_Description of the task_.
When the string "field" occurs in a line of the records, show that line.

++++++

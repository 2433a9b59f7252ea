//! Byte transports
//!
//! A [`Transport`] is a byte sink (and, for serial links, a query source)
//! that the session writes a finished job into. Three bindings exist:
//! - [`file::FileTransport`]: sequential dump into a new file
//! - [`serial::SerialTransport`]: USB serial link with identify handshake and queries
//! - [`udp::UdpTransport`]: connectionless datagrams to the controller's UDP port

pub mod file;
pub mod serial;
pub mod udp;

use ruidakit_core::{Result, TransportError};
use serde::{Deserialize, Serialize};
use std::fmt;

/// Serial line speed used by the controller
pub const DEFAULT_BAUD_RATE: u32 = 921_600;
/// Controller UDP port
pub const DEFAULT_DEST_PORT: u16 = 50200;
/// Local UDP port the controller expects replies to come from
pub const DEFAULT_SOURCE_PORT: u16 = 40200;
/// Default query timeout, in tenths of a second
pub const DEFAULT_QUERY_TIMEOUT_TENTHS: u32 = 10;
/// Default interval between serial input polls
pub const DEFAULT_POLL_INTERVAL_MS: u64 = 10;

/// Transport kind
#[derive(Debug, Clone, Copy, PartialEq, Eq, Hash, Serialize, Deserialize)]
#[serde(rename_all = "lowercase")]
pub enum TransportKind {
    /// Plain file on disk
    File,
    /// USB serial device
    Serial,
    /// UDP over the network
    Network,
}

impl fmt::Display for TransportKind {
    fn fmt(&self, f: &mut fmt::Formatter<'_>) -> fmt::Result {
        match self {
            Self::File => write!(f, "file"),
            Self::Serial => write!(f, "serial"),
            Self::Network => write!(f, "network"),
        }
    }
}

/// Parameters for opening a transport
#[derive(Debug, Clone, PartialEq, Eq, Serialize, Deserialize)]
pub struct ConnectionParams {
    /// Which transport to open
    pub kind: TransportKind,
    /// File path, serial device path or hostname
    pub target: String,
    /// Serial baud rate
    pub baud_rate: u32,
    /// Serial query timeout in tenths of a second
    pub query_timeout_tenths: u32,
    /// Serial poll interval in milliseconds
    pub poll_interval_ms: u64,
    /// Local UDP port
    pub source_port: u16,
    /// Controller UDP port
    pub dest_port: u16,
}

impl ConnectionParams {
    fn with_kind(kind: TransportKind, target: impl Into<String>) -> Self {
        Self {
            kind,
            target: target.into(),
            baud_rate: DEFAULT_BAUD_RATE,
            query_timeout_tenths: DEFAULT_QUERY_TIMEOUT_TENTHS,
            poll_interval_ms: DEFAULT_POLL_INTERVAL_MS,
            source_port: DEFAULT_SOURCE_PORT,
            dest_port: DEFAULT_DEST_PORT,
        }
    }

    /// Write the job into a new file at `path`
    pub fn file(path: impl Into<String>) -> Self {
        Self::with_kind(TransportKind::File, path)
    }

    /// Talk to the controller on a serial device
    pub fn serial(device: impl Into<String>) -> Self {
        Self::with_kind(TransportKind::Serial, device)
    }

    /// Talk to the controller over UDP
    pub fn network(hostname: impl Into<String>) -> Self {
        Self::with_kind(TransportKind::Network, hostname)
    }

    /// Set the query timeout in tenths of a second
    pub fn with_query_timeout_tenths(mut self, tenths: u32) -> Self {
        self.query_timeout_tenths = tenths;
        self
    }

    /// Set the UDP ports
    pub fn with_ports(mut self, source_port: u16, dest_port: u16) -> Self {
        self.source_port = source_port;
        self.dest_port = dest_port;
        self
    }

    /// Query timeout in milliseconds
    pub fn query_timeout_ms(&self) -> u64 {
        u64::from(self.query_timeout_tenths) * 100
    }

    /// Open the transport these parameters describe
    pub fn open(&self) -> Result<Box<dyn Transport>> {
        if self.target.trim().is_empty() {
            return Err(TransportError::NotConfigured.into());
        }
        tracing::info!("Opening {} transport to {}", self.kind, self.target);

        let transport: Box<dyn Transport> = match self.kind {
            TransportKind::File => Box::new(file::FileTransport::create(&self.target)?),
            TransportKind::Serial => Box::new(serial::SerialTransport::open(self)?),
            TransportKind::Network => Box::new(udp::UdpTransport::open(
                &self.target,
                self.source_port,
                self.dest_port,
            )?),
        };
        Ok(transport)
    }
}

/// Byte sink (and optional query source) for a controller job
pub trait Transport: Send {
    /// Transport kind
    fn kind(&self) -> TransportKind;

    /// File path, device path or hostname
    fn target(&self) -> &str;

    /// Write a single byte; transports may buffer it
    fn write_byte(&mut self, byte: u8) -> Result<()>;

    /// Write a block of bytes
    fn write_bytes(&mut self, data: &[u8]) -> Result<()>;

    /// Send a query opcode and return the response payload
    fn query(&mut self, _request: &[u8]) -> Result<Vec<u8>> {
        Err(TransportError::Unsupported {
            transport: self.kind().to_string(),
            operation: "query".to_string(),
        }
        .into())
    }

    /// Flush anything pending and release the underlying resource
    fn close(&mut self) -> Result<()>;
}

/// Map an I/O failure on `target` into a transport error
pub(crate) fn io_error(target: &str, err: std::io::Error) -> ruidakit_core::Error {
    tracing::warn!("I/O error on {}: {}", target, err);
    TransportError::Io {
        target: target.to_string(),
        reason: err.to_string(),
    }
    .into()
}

++++++

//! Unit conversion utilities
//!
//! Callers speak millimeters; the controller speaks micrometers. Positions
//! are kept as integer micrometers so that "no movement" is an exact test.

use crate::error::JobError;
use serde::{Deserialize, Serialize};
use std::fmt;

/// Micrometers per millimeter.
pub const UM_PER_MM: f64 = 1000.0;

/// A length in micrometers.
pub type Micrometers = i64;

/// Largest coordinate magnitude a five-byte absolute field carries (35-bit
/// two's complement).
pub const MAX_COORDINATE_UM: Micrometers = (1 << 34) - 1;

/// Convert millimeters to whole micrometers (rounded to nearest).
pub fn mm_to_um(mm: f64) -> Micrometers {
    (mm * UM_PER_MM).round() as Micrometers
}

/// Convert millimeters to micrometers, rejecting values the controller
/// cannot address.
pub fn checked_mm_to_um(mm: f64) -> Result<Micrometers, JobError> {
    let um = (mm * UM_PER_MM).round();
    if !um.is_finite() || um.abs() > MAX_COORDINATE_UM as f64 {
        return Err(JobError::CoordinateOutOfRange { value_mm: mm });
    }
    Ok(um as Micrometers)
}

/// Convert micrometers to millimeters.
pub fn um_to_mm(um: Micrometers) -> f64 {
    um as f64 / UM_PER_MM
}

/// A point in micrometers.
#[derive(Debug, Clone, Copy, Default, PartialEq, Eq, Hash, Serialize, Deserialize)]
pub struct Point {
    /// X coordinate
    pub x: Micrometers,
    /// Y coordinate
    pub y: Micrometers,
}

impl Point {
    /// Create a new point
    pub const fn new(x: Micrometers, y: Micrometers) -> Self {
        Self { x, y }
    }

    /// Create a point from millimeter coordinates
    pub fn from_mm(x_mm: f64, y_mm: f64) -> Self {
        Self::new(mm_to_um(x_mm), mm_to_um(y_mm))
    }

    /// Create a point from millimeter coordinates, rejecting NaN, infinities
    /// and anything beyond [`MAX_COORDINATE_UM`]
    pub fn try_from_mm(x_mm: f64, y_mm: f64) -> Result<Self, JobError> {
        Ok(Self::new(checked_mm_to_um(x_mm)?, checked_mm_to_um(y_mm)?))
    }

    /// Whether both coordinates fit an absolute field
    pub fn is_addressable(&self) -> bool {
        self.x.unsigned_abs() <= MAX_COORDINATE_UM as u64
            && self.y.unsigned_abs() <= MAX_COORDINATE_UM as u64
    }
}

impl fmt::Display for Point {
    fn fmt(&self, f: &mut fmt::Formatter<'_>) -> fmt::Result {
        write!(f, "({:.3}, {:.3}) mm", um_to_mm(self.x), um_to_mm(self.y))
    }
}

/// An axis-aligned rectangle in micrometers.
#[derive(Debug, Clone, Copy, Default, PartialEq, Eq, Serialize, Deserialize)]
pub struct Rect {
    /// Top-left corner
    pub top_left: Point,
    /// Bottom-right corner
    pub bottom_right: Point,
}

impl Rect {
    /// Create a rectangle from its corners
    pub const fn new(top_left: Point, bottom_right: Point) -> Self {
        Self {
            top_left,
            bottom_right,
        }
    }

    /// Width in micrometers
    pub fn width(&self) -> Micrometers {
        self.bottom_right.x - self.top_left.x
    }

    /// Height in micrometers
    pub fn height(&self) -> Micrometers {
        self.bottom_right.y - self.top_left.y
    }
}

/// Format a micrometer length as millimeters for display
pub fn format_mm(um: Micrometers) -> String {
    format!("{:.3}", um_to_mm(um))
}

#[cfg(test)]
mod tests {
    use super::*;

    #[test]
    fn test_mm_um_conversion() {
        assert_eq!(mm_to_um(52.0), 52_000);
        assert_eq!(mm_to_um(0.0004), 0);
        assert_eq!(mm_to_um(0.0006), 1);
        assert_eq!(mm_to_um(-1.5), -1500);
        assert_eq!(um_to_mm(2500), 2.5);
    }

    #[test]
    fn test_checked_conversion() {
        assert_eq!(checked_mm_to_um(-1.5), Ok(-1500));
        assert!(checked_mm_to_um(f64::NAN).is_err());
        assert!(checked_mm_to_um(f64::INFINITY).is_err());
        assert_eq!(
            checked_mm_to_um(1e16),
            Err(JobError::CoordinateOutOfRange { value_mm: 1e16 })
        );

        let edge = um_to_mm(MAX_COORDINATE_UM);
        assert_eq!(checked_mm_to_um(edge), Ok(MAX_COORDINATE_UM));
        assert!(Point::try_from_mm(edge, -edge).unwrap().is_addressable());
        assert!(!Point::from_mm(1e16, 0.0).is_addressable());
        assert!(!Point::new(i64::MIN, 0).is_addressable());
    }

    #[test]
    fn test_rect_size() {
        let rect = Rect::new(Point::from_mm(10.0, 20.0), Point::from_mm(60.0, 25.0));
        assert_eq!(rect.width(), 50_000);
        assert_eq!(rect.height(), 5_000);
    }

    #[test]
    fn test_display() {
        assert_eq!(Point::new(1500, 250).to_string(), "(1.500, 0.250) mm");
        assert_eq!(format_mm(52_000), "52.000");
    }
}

++++++

_Output for this exercise_.
/// Largest coordinate magnitude a five-byte absolute field carries (35-bit
    /// Whether both coordinates fit an absolute field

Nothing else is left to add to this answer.